Living in Milton, he’d had to build himself a shell. She fingered the hem of
his tee shirt, then pulled it upwards, exposing his stomach, his chest. He
grabbed the back of his shirt by the neck and finished what she’d started. He
let it drop to the floor. In the light from the bathroom she could see his
chest rising and falling with each breath, the rhythm getting faster and faster
with each passing second. He reached for her, and she let him. He found the
zipper at the back of her dress and pulled it down—slowly. Reverently. Like he
was experiencing something he thought he’d never get to, and he wanted to
imprint each moment on his brain. She knew how he felt.
Sorcha let the dress, unzipped, fall down over her hips. She
stepped out of it, kicked it gently to the side.
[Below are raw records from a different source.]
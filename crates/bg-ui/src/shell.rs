use egui::{Context, TopBottomPanel};

/// Actions requested through the menu bar, handled by the application
#[derive(Debug, Default, Clone, Copy)]
pub struct ShellAction {
    pub reset_filters: bool,
    pub reset_zoom: bool,
}

/// Render the main menu bar
pub fn menu_bar(ctx: &Context, is_zoomed: bool) -> ShellAction {
    let mut action = ShellAction::default();

    TopBottomPanel::top("menu_bar").show(ctx, |ui| {
        egui::menu::bar(ui, |ui| {
            ui.menu_button("File", |ui| {
                if ui.button("Exit").clicked() {
                    ui.ctx().send_viewport_cmd(egui::ViewportCommand::Close);
                }
            });

            ui.menu_button("View", |ui| {
                if ui.button("Reset Filters").clicked() {
                    action.reset_filters = true;
                    ui.close_menu();
                }

                if ui
                    .add_enabled(is_zoomed, egui::Button::new("Reset Zoom"))
                    .clicked()
                {
                    action.reset_zoom = true;
                    ui.close_menu();
                }
            });

            ui.with_layout(egui::Layout::right_to_left(egui::Align::Center), |ui| {
                ui.label("Board Game Finder");
            });
        });
    });

    action
}
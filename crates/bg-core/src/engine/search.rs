//! Fuzzy name search
//!
//! Approximate matching over game names. Matching is case-insensitive and
//! location-independent; a non-blank query produces a relevance order that
//! takes precedence over any configured sort downstream.

use std::cmp::Reverse;
use std::sync::Arc;

use nucleo_matcher::pattern::{AtomKind, CaseMatching, Normalization, Pattern};
use nucleo_matcher::{Config, Matcher, Utf32Str};

use crate::records::GameRecord;

/// Reusable fuzzy matcher over the catalog
pub struct SearchEngine {
    matcher: Matcher,
    utf32_buf: Vec<char>,
}

impl Default for SearchEngine {
    fn default() -> Self {
        Self::new()
    }
}

impl SearchEngine {
    pub fn new() -> Self {
        Self {
            matcher: Matcher::new(Config::DEFAULT),
            utf32_buf: Vec::new(),
        }
    }

    /// Rank `records` by fuzzy match of `query` against their names.
    ///
    /// A blank or whitespace-only query is a no-op: every record comes back
    /// in input order and no relevance ordering applies. Otherwise records
    /// that do not match are dropped and the rest are ordered by descending
    /// match score, input order on ties.
    pub fn search(&mut self, query: &str, records: &[Arc<GameRecord>]) -> Vec<Arc<GameRecord>> {
        let query = query.trim();
        if query.is_empty() {
            return records.to_vec();
        }

        let pattern = Pattern::new(
            query,
            CaseMatching::Ignore,
            Normalization::Smart,
            AtomKind::Fuzzy,
        );

        let mut scored: Vec<(u32, Arc<GameRecord>)> = Vec::new();
        for record in records {
            let haystack = Utf32Str::new(&record.name, &mut self.utf32_buf);
            if let Some(score) = pattern.score(haystack, &mut self.matcher) {
                scored.push((score, Arc::clone(record)));
            }
        }

        // Stable sort keeps input order among equal scores.
        scored.sort_by_key(|(score, _)| Reverse(*score));

        tracing::debug!(query, matches = scored.len(), total = records.len(), "fuzzy search");
        scored.into_iter().map(|(_, record)| record).collect()
    }
}

#[cfg(test)]
mod tests {
    use super::*;
    use crate::records::test_record;

    fn names(results: &[Arc<GameRecord>]) -> Vec<&str> {
        results.iter().map(|r| r.name.as_str()).collect()
    }

    fn sample() -> Vec<Arc<GameRecord>> {
        vec![
            Arc::new(test_record(1, "Carcassonne", 7.4, 1.9, 3)),
            Arc::new(test_record(2, "Azul", 7.8, 1.8, 1)),
            Arc::new(test_record(3, "Azul: Summer Pavilion", 7.7, 2.0, 4)),
            Arc::new(test_record(4, "Brass: Birmingham", 8.4, 3.9, 2)),
        ]
    }

    #[test]
    fn test_blank_query_preserves_input_order() {
        let records = sample();
        let mut engine = SearchEngine::new();
        assert_eq!(
            names(&engine.search("", &records)),
            vec!["Carcassonne", "Azul", "Azul: Summer Pavilion", "Brass: Birmingham"]
        );
        assert_eq!(engine.search("   ", &records).len(), 4);
    }

    #[test]
    fn test_query_drops_non_matches() {
        let records = sample();
        let mut engine = SearchEngine::new();
        let results = engine.search("azul", &records);
        assert_eq!(results.len(), 2);
        assert!(results.iter().all(|r| r.name.starts_with("Azul")));
    }

    #[test]
    fn test_exact_name_ranks_above_longer_match() {
        let records = sample();
        let mut engine = SearchEngine::new();
        let results = engine.search("azul", &records);
        assert_eq!(results[0].name, "Azul");
    }

    #[test]
    fn test_case_insensitive() {
        let records = sample();
        let mut engine = SearchEngine::new();
        assert_eq!(names(&engine.search("BRASS", &records)), vec!["Brass: Birmingham"]);
    }
}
This time he was the one to
initiate the kiss. He was getting his bravery back, she thought with some
humor, but she wasn’t upset. She’d missed his confidence. The first year he’d
been here he’d walked around like a kicked dog, wary of kindness, always
expecting the worst, and Sorcha had done her best to not give him either of
those things. But now—
Now she willingly pressed her body against his, felt his
chest with her hands. Taking care not to trip, she walked backwards to the bed,
pulling him with her. She sat down with a thump, then unbuckled his belt,
smoothing her hand over his groin.
“Sorcha.” He put his hand on hers to stop her. “Sorcha,
wait.”
She stopped and looked up at him, letting her face ask the
question—why?
“What are we doing?” He asked. “What is this?”
Sorcha licked her lips. “I—“
“Because—“ He grabbed her hand, keeping it still. “Because
if this is a one time thing,” he said. “If this is just a pity fuck because
I’m—“ He didn’t finish the sentence, and she wondered what the final word would
have been. Sad? Heartbroken? Unmoored? A thousand synonyms. “Then I don’t want
it,” he said. He was gripping her hand so tight it should have hurt. “I won’t
be able to take it if you leave.”
“I’m not leaving,” Sorcha said. There was still so much to
work through, too many more conversations to have, and some of them would be
difficult. But they’d missed each other too much. It’d been like an ache in her
gut for two years and she was ready to let it go away. She kissed the back of
his hand, and then his stomach, above his navel. A tremble went through him,
and he breathed a watery sigh like a great weight was sliding away, and the
relief of it was almost too much to take. “I’m not leaving.”
#
He was touching her again. His hands were on her ribs, his
mouth was on her collarbone, his leg was touching hers as he moved between her thighs.
She was touching him again. Her hands were on his back, her
mouth was on his neck, her leg sliding up his waist as she pulled him in
closer.
Every movement they made was in slow motion. The sheets were bunching at the bottom of the
bed. “Is this okay?” he asked her. He
kept asking her.
She kept replying “Yes. Yes. Yes.”
The pillow wasn’t big enough for both of their heads. The
bed was too small. They pressed against each other, legs entwined, his arm
around her waist, her hand digging into his shoulder. He was kissing her open
mouth, breathing in each of her gasps. She’d missed this—she’d missed this so
much. She’d missed him so much. She wasn’t thinking about any of the things
that had happened—right now, they didn’t matter. There was just…this.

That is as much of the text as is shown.